According to Tuskes et al. (1996), the most frequent host plants of E. imperialis are pine (Pinus), oak (Quercus), box elder (Acer negando), and other maples, sweet gum (Liquidambar styraciflua), and sassafras (Sassafras albidiam). In addition, Ferguson (1971) cited that larvae of E. imperialis in North America have been reported to feed on many tree species: Tabebuia, Juglans, Cupressus, Cedrus, Gleditsia, Rhus, and Fagus. Other common hosts cited in Wagner (2005) include Tilia, Acer, Betula, and Ulmus. The recent outbreak of E. imperialis in Ecuador occurred in commercial cultivars of cacao (Theobroma cacao, clon CCN-51) and on national cocoa (“arriba” fine or flavor cocoa). In addition, we recorded the caterpillars feeding on several fruit trees species, including mango (Mangifera indica L.), plum (Spondias purpurea L.), zapote [Quararibea cordata (Humboldt & Bonpland) Vischer], guava (Psidium guajava L.), “guaba” (Inga edulis Mart) and banana (Musa sp.). Severe defoliation, of at least some individual plants, was noted on all of these hosts.
This report may show how the effect of global warming and other factors including agronomic practices could contribute to new pest emergence. On the other hand, the information about the status of the pest in Ecuador is characterized by the lack of official records of this pest species on cocoa cultivation and other fruit trees. INIAP, Ecuador's agricultural research institution, mentioned in its “Guide for cocoa cultivation in the Amazon” (2001) that pests such as Apatelodes costariseni, Dimorpha quaesita and Eacles masoni cause defoliation damage on cocoa crops in the Ecuadorian Amazon region. Barrera (2008) listed E. masoni and E. imperialis as coffee pests in Brazil. The Andean inventory of pests and plant diseases (1996) includes E. masoni as a cocoa defoliator with a limited distribution in certain regions, that is sometimes responsible for moderate levels of impact and which sometimes requires obligatory control (=application of pesticides).

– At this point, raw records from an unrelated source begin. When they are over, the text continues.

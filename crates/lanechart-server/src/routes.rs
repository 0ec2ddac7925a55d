use std::sync::Arc;
use std::time::Instant;

use axum::body::Bytes;
use axum::extract::State;
use axum::http::StatusCode;
use axum::response::{IntoResponse, Response};
use axum::routing::post;
use axum::{Json, Router};
use log::{error, info};
use serde::{Deserialize, Serialize};
use serde_json::json;

use crate::error::PipelineError;
use crate::pipeline::{ChartOutcome, Pipeline};

pub const DEFAULT_PROMPT: &str = "Explain the phases of an SAP implementation project";

#[derive(Debug, Default, Deserialize)]
pub struct ChartRequest {
    #[serde(default)]
    pub prompt: Option<String>,
}

impl ChartRequest {
    /// An empty body asks for the default prompt. Anything else must be a
    /// JSON request, whatever content type it was sent with.
    fn parse(body: &[u8]) -> Result<Self, ApiError> {
        if body.iter().all(u8::is_ascii_whitespace) {
            return Ok(Self::default());
        }
        serde_json::from_slice(body)
            .map_err(|e| ApiError::BadRequest(format!("invalid request body: {e}")))
    }

    /// The prompt to run, falling back to [`DEFAULT_PROMPT`] when absent or blank.
    fn prompt(&self) -> &str {
        self.prompt
            .as_deref()
            .map(str::trim)
            .filter(|p| !p.is_empty())
            .unwrap_or(DEFAULT_PROMPT)
    }
}

#[derive(Debug, Serialize)]
#[serde(rename_all = "camelCase")]
pub struct ChartResponse {
    pub status: &'static str,
    pub edit_url: String,
    pub view_url: String,
    pub source_document: Option<String>,
    pub source_url: Option<String>,
}

impl From<ChartOutcome> for ChartResponse {
    fn from(outcome: ChartOutcome) -> Self {
        Self {
            status: "Chart created successfully.",
            edit_url: outcome.edit_url,
            view_url: outcome.view_url,
            source_document: outcome.source_document,
            source_url: outcome.source_url,
        }
    }
}

/// Everything a request can fail with. Only the message reaches the caller.
#[derive(Debug)]
pub enum ApiError {
    BadRequest(String),
    Pipeline(PipelineError),
}

impl IntoResponse for ApiError {
    fn into_response(self) -> Response {
        let (status, message) = match &self {
            ApiError::BadRequest(message) => (StatusCode::BAD_REQUEST, message.clone()),
            ApiError::Pipeline(err) => (err.status(), err.summary().to_string()),
        };
        let body = Json(json!({ "error": { "message": message } }));
        (status, body).into_response()
    }
}

pub fn router(pipeline: Arc<Pipeline>) -> Router {
    Router::new()
        .route("/api/charts", post(create_chart))
        .with_state(pipeline)
}

async fn create_chart(
    State(pipeline): State<Arc<Pipeline>>,
    body: Bytes,
) -> Result<Json<ChartResponse>, ApiError> {
    let request = ChartRequest::parse(&body)?;

    let prompt = request.prompt();
    let started = Instant::now();
    info!(prompt; "chart requested");

    match pipeline.run(prompt).await {
        Ok(outcome) => {
            info!(
                edit_url = outcome.edit_url.as_str(),
                elapsed_ms = started.elapsed().as_millis() as u64;
                "chart created"
            );
            Ok(Json(outcome.into()))
        }
        Err(err) => {
            error!(err:err, elapsed_ms = started.elapsed().as_millis() as u64; "chart request failed");
            Err(ApiError::Pipeline(err))
        }
    }
}
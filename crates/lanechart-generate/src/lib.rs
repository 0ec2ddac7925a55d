pub mod engine;
pub mod parse;
mod prompt;

use llm::chat::{ChatMessage, StructuredOutputFormat};
use log::{debug, info};

use lanechart_core::Document;

pub use engine::{AzureSettings, Engine};

#[derive(Debug, thiserror::Error)]
pub enum GenerateError {
    #[error("failed to build model client: {0}")]
    Build(String),
    #[error("chat request failed: {0}")]
    Chat(String),
    #[error("embedding request failed: {0}")]
    Embed(String),
    #[error("model returned an empty response")]
    Empty,
    #[error("model returned malformed output: {0}")]
    Malformed(String),
}

impl GenerateError {
    /// True when the model answered but its answer could not be used.
    pub fn is_malformed(&self) -> bool {
        matches!(self, GenerateError::Empty | GenerateError::Malformed(_))
    }
}

fn document_format() -> StructuredOutputFormat {
    StructuredOutputFormat {
        name: "swimlane_document".to_string(),
        description: Some("A swimlane process chart in diagram-host import format".to_string()),
        schema: Some(lanechart_core::document_schema()),
        strict: None,
    }
}

/// Process description and chart generation on top of an [`Engine`].
pub struct Generator {
    engine: Engine,
}

impl Generator {
    pub fn new(settings: &AzureSettings) -> Result<Self, GenerateError> {
        let engine = Engine::new(settings, prompt::system_prompt(), document_format())?;
        Ok(Self { engine })
    }

    pub async fn embed(&self, text: &str) -> Result<Vec<f32>, GenerateError> {
        self.engine.embed(text).await
    }

    /// Free-text list of lanes, steps and connectors for the request.
    pub async fn describe_process(
        &self,
        user_prompt: &str,
        context: &str,
    ) -> Result<String, GenerateError> {
        let messages = vec![
            ChatMessage::assistant()
                .content(prompt::context_message(context))
                .build(),
            ChatMessage::user()
                .content(prompt::structure_request(user_prompt))
                .build(),
        ];

        let raw = self.engine.complete(&messages).await?;
        let description = parse::description(parse::translate(raw)?)?;
        debug!(chars = description.len(); "process description generated");
        Ok(description)
    }

    /// Chart document built from a process description. The document is
    /// returned as the model produced it; repair happens downstream.
    pub async fn generate_diagram(
        &self,
        user_prompt: &str,
        description: &str,
        context: &str,
    ) -> Result<Document, GenerateError> {
        let messages = vec![
            ChatMessage::user().content(user_prompt).build(),
            ChatMessage::assistant()
                .content(prompt::context_message(context))
                .build(),
            ChatMessage::user()
                .content(prompt::diagram_request(description))
                .build(),
        ];

        let raw = self.engine.complete_structured(&messages).await?;
        let document = parse::document(parse::translate(raw)?)?;
        info!(
            pages = document.pages.len(),
            shapes = document.pages.iter().map(|p| p.shapes.len()).sum::<usize>();
            "chart document generated"
        );
        Ok(document)
    }
}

Racheli & Racheli (2006) indicated the presence in Ecuador of two subspecies of E. imperialis: E. i. cacicus (Drury, 1773) in the provinces of Sucumbíos, Orellana, Napo, Tungurahua and Morona-Santiago; and E. i. anchycayensis (Lemaire, 1971) in the provinces of Esmeraldas, Manabí and Pichincha. In addition, two subspecies of E. masoni have been recorded in the Coastal provinces, mountains, and Eastern Ecuador: E. m. tyrannus (Draudt, 1930), in Pichincha, Manabí and Cañar, and E. m. fulvaster (Rothschild, 1907), distributed in Sucumbíos, Orellana, Napo and Morona-Santiago. None of these have been previously recorded in Guayas.
We thank Dr. David Wagner from University of Connecticut for providing bibliographic material and for his suggestions on a first draft, Drs L. Kirby Wolfe from Natural History Museum of Los Angeles and John Heppner from University of Florida for collaborating in the confirmation of the species, Drs Lyle Buss and Jorge Peña from University of Florida for being interested in this account. Thanks also to the farmers from “La Garganta” (Milagro, Guayas) for allowing specimen collections, and Engs. Pablo Chong, Lisbeth Espinoza and Eduardo Chávez from GIBE for their cooperation in field sampling and survey.